**DATA SECTION**
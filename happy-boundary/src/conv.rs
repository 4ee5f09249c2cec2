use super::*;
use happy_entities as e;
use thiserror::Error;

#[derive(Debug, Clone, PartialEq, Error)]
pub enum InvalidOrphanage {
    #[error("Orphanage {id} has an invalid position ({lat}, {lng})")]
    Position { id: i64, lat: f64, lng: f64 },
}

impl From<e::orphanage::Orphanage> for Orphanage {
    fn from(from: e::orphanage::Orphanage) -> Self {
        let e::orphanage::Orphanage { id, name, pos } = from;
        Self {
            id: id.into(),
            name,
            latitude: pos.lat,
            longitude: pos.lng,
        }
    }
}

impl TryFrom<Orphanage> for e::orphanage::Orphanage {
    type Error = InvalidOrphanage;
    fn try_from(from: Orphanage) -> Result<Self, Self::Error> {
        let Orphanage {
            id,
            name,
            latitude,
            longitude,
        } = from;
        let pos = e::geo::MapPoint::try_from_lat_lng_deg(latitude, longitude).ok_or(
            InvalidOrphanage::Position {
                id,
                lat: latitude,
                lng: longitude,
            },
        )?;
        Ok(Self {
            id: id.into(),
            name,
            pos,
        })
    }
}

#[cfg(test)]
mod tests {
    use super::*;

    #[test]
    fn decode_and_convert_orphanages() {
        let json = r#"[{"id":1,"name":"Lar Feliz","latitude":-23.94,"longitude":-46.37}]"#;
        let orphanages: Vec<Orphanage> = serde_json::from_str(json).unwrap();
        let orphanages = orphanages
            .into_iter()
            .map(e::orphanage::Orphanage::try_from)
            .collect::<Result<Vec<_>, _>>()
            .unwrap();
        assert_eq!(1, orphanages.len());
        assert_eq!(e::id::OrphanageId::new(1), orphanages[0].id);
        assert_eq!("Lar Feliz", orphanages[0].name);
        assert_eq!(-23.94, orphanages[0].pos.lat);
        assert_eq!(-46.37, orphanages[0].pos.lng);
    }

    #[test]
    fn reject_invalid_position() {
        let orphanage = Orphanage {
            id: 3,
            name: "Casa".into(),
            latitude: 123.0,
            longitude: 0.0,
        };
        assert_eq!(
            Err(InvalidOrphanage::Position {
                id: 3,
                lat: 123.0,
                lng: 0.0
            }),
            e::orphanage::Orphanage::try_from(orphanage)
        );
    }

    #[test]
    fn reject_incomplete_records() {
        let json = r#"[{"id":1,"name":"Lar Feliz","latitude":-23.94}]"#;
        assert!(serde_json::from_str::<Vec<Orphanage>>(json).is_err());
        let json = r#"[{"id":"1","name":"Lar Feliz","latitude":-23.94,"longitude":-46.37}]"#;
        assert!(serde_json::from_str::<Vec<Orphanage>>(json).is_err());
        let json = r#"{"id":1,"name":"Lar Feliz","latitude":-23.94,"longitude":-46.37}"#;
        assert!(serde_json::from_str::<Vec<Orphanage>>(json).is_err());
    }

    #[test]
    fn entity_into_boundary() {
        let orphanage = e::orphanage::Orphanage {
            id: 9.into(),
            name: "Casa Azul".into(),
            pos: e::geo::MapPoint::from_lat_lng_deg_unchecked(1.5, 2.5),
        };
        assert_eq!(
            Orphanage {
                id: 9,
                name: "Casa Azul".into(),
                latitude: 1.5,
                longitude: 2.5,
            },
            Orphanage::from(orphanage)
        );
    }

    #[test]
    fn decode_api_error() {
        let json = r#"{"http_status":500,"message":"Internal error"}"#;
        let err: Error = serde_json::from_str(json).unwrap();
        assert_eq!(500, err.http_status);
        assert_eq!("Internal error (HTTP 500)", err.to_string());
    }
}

**BRIEF**
Nothing should be dropped or changed, so repeat all of the entries exactly.

**RESPONSE TO THE TASK**
filename happy-boundary/src/conv.rs
repository 4ee5f09249c2cec2
use super::*;
use happy_entities as e;
use thiserror::Error;

#[derive(Debug, Clone, PartialEq, Error)]
pub enum InvalidOrphanage {
    #[error("Orphanage {id} has an invalid position ({lat}, {lng})")]
    Position { id: i64, lat: f64, lng: f64 },
}

impl From<e::orphanage::Orphanage> for Orphanage {
    fn from(from: e::orphanage::Orphanage) -> Self {
        let e::orphanage::Orphanage { id, name, pos } = from;
        Self {
            id: id.into(),
            name,
            latitude: pos.lat,
            longitude: pos.lng,
        }
    }
}

impl TryFrom<Orphanage> for e::orphanage::Orphanage {
    type Error = InvalidOrphanage;
    fn try_from(from: Orphanage) -> Result<Self, Self::Error> {
        let Orphanage {
            id,
            name,
            latitude,
            longitude,
        } = from;
        let pos = e::geo::MapPoint::try_from_lat_lng_deg(latitude, longitude).ok_or(
            InvalidOrphanage::Position {
                id,
                lat: latitude,
                lng: longitude,
            },
        )?;
        Ok(Self {
            id: id.into(),
            name,
            pos,
        })
    }
}

#[cfg(test)]
mod tests {
    use super::*;

    #[test]
    fn decode_and_convert_orphanages() {
        let json = r#"[{"id":1,"name":"Lar Feliz","latitude":-23.94,"longitude":-46.37}]"#;
        let orphanages: Vec<Orphanage> = serde_json::from_str(json).unwrap();
        let orphanages = orphanages
            .into_iter()
            .map(e::orphanage::Orphanage::try_from)
            .collect::<Result<Vec<_>, _>>()
            .unwrap();
        assert_eq!(1, orphanages.len());
        assert_eq!(e::id::OrphanageId::new(1), orphanages[0].id);
        assert_eq!("Lar Feliz", orphanages[0].name);
        assert_eq!(-23.94, orphanages[0].pos.lat);
        assert_eq!(-46.37, orphanages[0].pos.lng);
    }

    #[test]
    fn reject_invalid_position() {
        let orphanage = Orphanage {
            id: 3,
            name: "Casa".into(),
            latitude: 123.0,
            longitude: 0.0,
        };
        assert_eq!(
            Err(InvalidOrphanage::Position {
                id: 3,
                lat: 123.0,
                lng: 0.0
            }),
            e::orphanage::Orphanage::try_from(orphanage)
        );
    }

    #[test]
    fn reject_incomplete_records() {
        let json = r#"[{"id":1,"name":"Lar Feliz","latitude":-23.94}]"#;
        assert!(serde_json::from_str::<Vec<Orphanage>>(json).is_err());
        let json = r#"[{"id":"1","name":"Lar Feliz","latitude":-23.94,"longitude":-46.37}]"#;
        assert!(serde_json::from_str::<Vec<Orphanage>>(json).is_err());
        let json = r#"{"id":1,"name":"Lar Feliz","latitude":-23.94,"longitude":-46.37}"#;
        assert!(serde_json::from_str::<Vec<Orphanage>>(json).is_err());
    }

    #[test]
    fn entity_into_boundary() {
        let orphanage = e::orphanage::Orphanage {
            id: 9.into(),
            name: "Casa Azul".into(),
            pos: e::geo::MapPoint::from_lat_lng_deg_unchecked(1.5, 2.5),
        };
        assert_eq!(
            Orphanage {
                id: 9,
                name: "Casa Azul".into(),
                latitude: 1.5,
                longitude: 2.5,
            },
            Orphanage::from(orphanage)
        );
    }

    #[test]
    fn decode_api_error() {
        let json = r#"{"http_status":500,"message":"Internal error"}"#;
        let err: Error = serde_json::from_str(json).unwrap();
        assert_eq!(500, err.http_status);
        assert_eq!("Internal error (HTTP 500)", err.to_string());
    }
}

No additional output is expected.